Among the slate of reforms he enacted, Boudin, a former public defender, effectively barred his staff from asking for cash bail, gang enhancements, adding “strikes” for previous convictions that could boost prison time, and charging youths as adults. Many of Boudin’s policies, like the expansion of diversion programs, remain popular with voters, according to a San Francisco Examiner poll .
Boudin’s loss — in what’s considered to be a liberal bastion like San Francisco — touched off a torrent of speculation over what the results meant for national politics, particularly whether the recall reflected a growing resistance to the progressive prosecutor movement among Democrats.
Boudin said conclusions about blowback against criminal justice reforms overlooked the unique realities of recall elections.
“Recalls are extremely odd elections, especially in San Francisco,” he said. “Unlike the governor’s recall, I wasn’t competing against other candidates. There weren’t contribution limits and there was no requirement that voters choose between competing platforms or visions or policy.”
Boudin noted that more than $7 million was spent by the recall supporters, more than double what his team collected.
“Not a single affirmative idea or policy or candidate was put forward, and despite that we got more votes than we did in 2019.”
Boudin acknowledged there were things he could have done differently, both while running the office and on the recall campaign trail.
“We make mistakes every day. All of us do,” he said. “And certainly when you’re running a bureaucracy of over 300 staff members, things go wrong. And in the criminal justice system, we’re managing, every day, a huge amount of risk.”

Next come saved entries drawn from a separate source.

//! Recurring task generation and daily rollover engine.
//!
//! Expands monthly delivery templates into client tasks, advances
//! daily-recurring streaks once per user per day, demotes overdue work and
//! assembles flat task lists into parent/subtask trees.

pub mod board;
pub mod cli;
pub mod config;
pub mod db;
pub mod error;
pub mod logging;
pub mod notify;
pub mod rollover;
pub mod schedule;
pub mod server;
pub mod store;
pub mod timezone;
pub mod tree;
pub mod types;
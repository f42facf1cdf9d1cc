//! Import subcommand: seed the database from a YAML fixture.

use clap::Args;
use std::path::PathBuf;

/// Arguments for the import subcommand
#[derive(Args, Debug)]
pub struct ImportArgs {
    /// Path to the fixture file
    #[arg(value_name = "FILE")]
    pub file: PathBuf,

    /// Parse the file and report what would be created without writing
    #[arg(long)]
    pub dry_run: bool,
}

Boudin also admitted to what he characterized as a lack of political shrewdness that might have helped him win over some of the voters who chose to oust him.
“I didn’t make major changes when political winds shifted or when it was politically expedient to do so,” he said. “But the reality is I wouldn’t have implemented any of those policies if I didn’t believe that they made our city safer.”
Boudin’s fear, he said, “is that the person appointed with no mandate, having not gone through the traditional vetting of a normal election where they’re asked for a specific policy commitment, will not publicly reverse course, but instead quietly, slowly undermine the work that we’ve done these last two and a half years.”
Regardless of whether he runs again, Boudin said the will continue his career in criminal justice reform.
“There are better ways to solve the problems we’re facing in San Francisco,” he said. “I’m committed to continuing to work on developing those solutions.”